After considering the decision in the case of Star Investments Pvt. Ltd.,
vs ACIT in ITA Nos. 20 & 231/Mds/2015 dated 21.06.2016, this tribunal in the
assessee’s own case in ITA No. 2167/Mds/2014 dated 21.06.2014, for
assessment year 2010-11 held as under:
“8. The ld. DR could not controvert the above findings of the Coordinate Benches of the Tribunal in the case of Star Investments Pvt. Ltd., wherein the decision of Agra Benches of the Tribunal in the case of Rajeev Kumar Agarwal v. Addl. CIT (supra) has been followed, which was affirmed by the Delhi Benches of the Tribunal in the case of Ansal Landmark Township Pvt.

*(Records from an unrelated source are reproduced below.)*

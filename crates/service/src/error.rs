use learnhub_core::error::{CoreError, CONFLICT_DUPLICATE};
use serde::Serialize;
use serde_json::json;

/// Error type returned by every engine operation.
///
/// Wraps [`CoreError`] for domain failures and `sqlx::Error` for storage
/// failures. [`ServiceError::payload`] turns either into the stable
/// `{code, message, details}` shape callers expose.
#[derive(Debug, thiserror::Error)]
pub enum ServiceError {
    #[error(transparent)]
    Core(#[from] CoreError),

    #[error("Database error: {0}")]
    Database(#[from] sqlx::Error),
}

pub type ServiceResult<T> = Result<T, ServiceError>;

/// The caller-facing error shape.
#[derive(Debug, Clone, PartialEq, Serialize)]
pub struct ErrorPayload {
    pub code: &'static str,
    pub message: String,
    #[serde(skip_serializing_if = "Option::is_none")]
    pub details: Option<serde_json::Value>,
}

impl ServiceError {
    /// Stable error kind, e.g. `"conflict"` or `"not_found"`.
    pub fn code(&self) -> &'static str {
        self.payload().code
    }

    /// Conflict reason, when this error is (or classifies as) a conflict.
    pub fn conflict_reason(&self) -> Option<&'static str> {
        match self {
            ServiceError::Core(core) => core.conflict_reason(),
            ServiceError::Database(err) => unique_violation(err).map(|_| CONFLICT_DUPLICATE),
        }
    }

    pub fn payload(&self) -> ErrorPayload {
        match self {
            ServiceError::Core(core) => core_payload(core),
            ServiceError::Database(err) => classify_sqlx_error(err),
        }
    }
}

fn core_payload(core: &CoreError) -> ErrorPayload {
    let message = match core {
        CoreError::NotFound { entity, id } => format!("{entity} with id {id} not found"),
        CoreError::Validation(msg)
        | CoreError::StaleState(msg)
        | CoreError::Unauthorized(msg)
        | CoreError::Forbidden(msg) => msg.clone(),
        CoreError::Conflict { message, .. } => message.clone(),
        CoreError::Internal(msg) => {
            tracing::error!(error = %msg, "Internal core error");
            "An internal error occurred".to_string()
        }
    };

    let details = match core {
        CoreError::Conflict {
            reason, details, ..
        } => {
            let mut merged = json!({ "reason": reason });
            if let (Some(serde_json::Value::Object(extra)), Some(target)) =
                (details, merged.as_object_mut())
            {
                for (k, v) in extra {
                    target.insert(k.clone(), v.clone());
                }
            }
            Some(merged)
        }
        _ => None,
    };

    ErrorPayload {
        code: core.code(),
        message,
        details,
    }
}

/// Name of the `uq_` constraint a unique violation hit, if any.
fn unique_violation(err: &sqlx::Error) -> Option<String> {
    match err {
        sqlx::Error::Database(db_err) if db_err.code().as_deref() == Some("23505") => db_err
            .constraint()
            .filter(|c| c.starts_with("uq_"))
            .map(str::to_string),
        _ => None,
    }
}

/// Classify a sqlx error.
///
/// - Unique violations on a `uq_` constraint become `conflict/duplicate`.
/// - `RowNotFound` becomes `not_found`.
/// - Everything else becomes `internal` with a sanitised message; the
///   detail goes to the log.
fn classify_sqlx_error(err: &sqlx::Error) -> ErrorPayload {
    if let Some(constraint) = unique_violation(err) {
        return ErrorPayload {
            code: "conflict",
            message: format!("Duplicate value violates unique constraint: {constraint}"),
            details: Some(json!({ "reason": CONFLICT_DUPLICATE, "constraint": constraint })),
        };
    }

    if let sqlx::Error::RowNotFound = err {
        return ErrorPayload {
            code: "not_found",
            message: "Resource not found".to_string(),
            details: None,
        };
    }

    tracing::error!(error = %err, "Database error");
    ErrorPayload {
        code: "internal",
        message: "An internal error occurred".to_string(),
        details: None,
    }
}

#[cfg(test)]
mod tests {
    use learnhub_core::error::CONFLICT_ATTEMPT_CAP_REACHED;

    use super::*;

    #[test]
    fn conflict_payload_merges_reason_into_details() {
        let err = ServiceError::from(CoreError::conflict_with_details(
            CONFLICT_ATTEMPT_CAP_REACHED,
            "No attempts left",
            json!({ "attempts_used": 2, "max_attempts": 2 }),
        ));
        let payload = err.payload();

        assert_eq!(payload.code, "conflict");
        assert_eq!(payload.message, "No attempts left");
        let details = payload.details.unwrap();
        assert_eq!(details["reason"], "attempt_cap_reached");
        assert_eq!(details["attempts_used"], 2);
        assert_eq!(err.conflict_reason(), Some(CONFLICT_ATTEMPT_CAP_REACHED));
    }

    #[test]
    fn not_found_payload_names_entity() {
        let err = ServiceError::from(CoreError::NotFound {
            entity: "Course",
            id: 9,
        });
        let payload = err.payload();
        assert_eq!(payload.code, "not_found");
        assert_eq!(payload.message, "Course with id 9 not found");
        assert!(payload.details.is_none());
    }

    #[test]
    fn internal_messages_are_sanitised() {
        let err = ServiceError::from(CoreError::Internal("pool exhausted at 10.0.0.3".into()));
        assert_eq!(err.payload().message, "An internal error occurred");

        let err = ServiceError::from(sqlx::Error::PoolTimedOut);
        assert_eq!(err.code(), "internal");
        assert_eq!(err.payload().message, "An internal error occurred");
    }

    #[test]
    fn row_not_found_maps_to_not_found() {
        let err = ServiceError::from(sqlx::Error::RowNotFound);
        assert_eq!(err.code(), "not_found");
        assert_eq!(err.conflict_reason(), None);
    }

    #[test]
    fn payload_serialises_without_empty_details() {
        let err = ServiceError::from(CoreError::Forbidden("Admin role required".into()));
        let value = serde_json::to_value(err.payload()).unwrap();
        assert_eq!(
            value,
            json!({ "code": "forbidden", "message": "Admin role required" })
        );
    }
}
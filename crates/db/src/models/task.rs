//! Learning task entity model and DTOs.

use learnhub_core::task::TaskProgressCounts;
use learnhub_core::types::{DbId, Timestamp};
use serde::{Deserialize, Serialize};
use sqlx::FromRow;

/// A row from the `learning_tasks` table.
#[derive(Debug, Clone, PartialEq, FromRow, Serialize, Deserialize)]
pub struct Task {
    pub id: DbId,
    pub course_id: DbId,
    pub title: String,
    pub description: String,
    pub task_type: String,
    pub sort_order: i32,
    pub is_published: bool,
    pub is_deleted: bool,
    pub deleted_at: Option<Timestamp>,
    pub created_at: Timestamp,
    pub updated_at: Timestamp,
}

/// DTO for creating a task. `sort_order` defaults to the next free slot.
#[derive(Debug, Clone, Deserialize)]
pub struct CreateTask {
    pub title: String,
    pub description: Option<String>,
    pub task_type: Option<String>,
    pub sort_order: Option<i32>,
    pub is_published: Option<bool>,
}

/// DTO for updating a task. All fields optional.
#[derive(Debug, Clone, Default, Deserialize)]
pub struct UpdateTask {
    pub title: Option<String>,
    pub description: Option<String>,
    pub sort_order: Option<i32>,
    pub is_published: Option<bool>,
}

/// Per-task progress tallies used by the deletion guard.
#[derive(Debug, Clone, Copy, PartialEq, Eq, FromRow, Serialize)]
pub struct TaskProgressCountRow {
    pub task_id: DbId,
    pub in_progress: i64,
    pub completed: i64,
}

impl From<TaskProgressCountRow> for TaskProgressCounts {
    fn from(row: TaskProgressCountRow) -> Self {
        Self {
            task_id: row.task_id,
            in_progress: row.in_progress,
            completed: row.completed,
        }
    }
}
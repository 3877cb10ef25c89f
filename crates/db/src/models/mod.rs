//! Domain model structs and DTOs.
//!
//! Each submodule contains:
//! - A `FromRow` + `Serialize` entity struct matching the database row
//! - A `Deserialize` create DTO for inserts
//! - A `Deserialize` update DTO (all `Option` fields) for patches
//!
//! `analytics` only holds read-side aggregate rows.

pub mod analytics;
pub mod course;
pub mod course_instructor;
pub mod course_version;
pub mod enrollment;
pub mod progress;
pub mod quiz;
pub mod quiz_attempt;
pub mod status_transition;
pub mod task;
pub mod user;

Ltd. v. Addl. CIT (supra), which was subsequently confirmed by the Hon’ble Delhi High Court in the case of CIT v. Ansal Landmark Township Pvt. Ltd. 377 ITR 635 (Del) and the same was not reverted by the High Court. Thus, respectfully following the decision of the Coordinate Benches of the Tribunal in the case of Star Investments Pvt. Ltd. (supra) and Ansal Landmark Township Pvt. Ltd. 377 ITR 635 (Del), the ground raised by the Revenue is dismissed.”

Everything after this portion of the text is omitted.